(Saved data entries)
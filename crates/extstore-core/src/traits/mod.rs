mod storable;

use crate::{
    convert::Context,
    error::Error,
    reflect::{Property, TypeInfo},
    value::Value,
};

// re-exports
pub use storable::{MapContainer, SequenceContainer};

///
/// Storable
///
/// A type whose values can occupy a record-store slot: store primitives,
/// supported containers of them, options, and record types.
///

pub trait Storable: Sized {
    fn type_info() -> TypeInfo;

    /// Encode `self`; `None` means "absent" and leaves the slot unwritten.
    fn to_value(&self, cx: &mut Context<'_>) -> Result<Option<Value>, Error>;

    fn from_value(value: Value, cx: &mut Context<'_>) -> Result<Self, Error>;
}

///
/// Record
///
/// An application record type. Usually implemented by `#[derive(Record)]`;
/// a type is a record type only if `record_type` carries schema metadata.
///

pub trait Record: Default + 'static {
    fn record_type() -> TypeInfo;

    /// Public instance properties in declaration order.
    fn properties() -> Vec<Property>;

    fn read_property(&self, name: &str, cx: &mut Context<'_>) -> Result<Option<Value>, Error>;

    fn write_property(
        &mut self,
        name: &str,
        value: Value,
        cx: &mut Context<'_>,
    ) -> Result<(), Error>;
}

WORK TO COMPLETE:
Your task is to repeat the entries exactly.

EXERCISE SOLUTION:
filename crates/extstore-core/src/traits/mod.rs
mod storable;

use crate::{
    convert::Context,
    error::Error,
    reflect::{Property, TypeInfo},
    value::Value,
};

// re-exports
pub use storable::{MapContainer, SequenceContainer};

///
/// Storable
///
/// A type whose values can occupy a record-store slot: store primitives,
/// supported containers of them, options, and record types.
///

pub trait Storable: Sized {
    fn type_info() -> TypeInfo;

    /// Encode `self`; `None` means "absent" and leaves the slot unwritten.
    fn to_value(&self, cx: &mut Context<'_>) -> Result<Option<Value>, Error>;

    fn from_value(value: Value, cx: &mut Context<'_>) -> Result<Self, Error>;
}

///
/// Record
///
/// An application record type. Usually implemented by `#[derive(Record)]`;
/// a type is a record type only if `record_type` carries schema metadata.
///

pub trait Record: Default + 'static {
    fn record_type() -> TypeInfo;

    /// Public instance properties in declaration order.
    fn properties() -> Vec<Property>;

    fn read_property(&self, name: &str, cx: &mut Context<'_>) -> Result<Option<Value>, Error>;

    fn write_property(
        &mut self,
        name: &str,
        value: Value,
        cx: &mut Context<'_>,
    ) -> Result<(), Error>;
}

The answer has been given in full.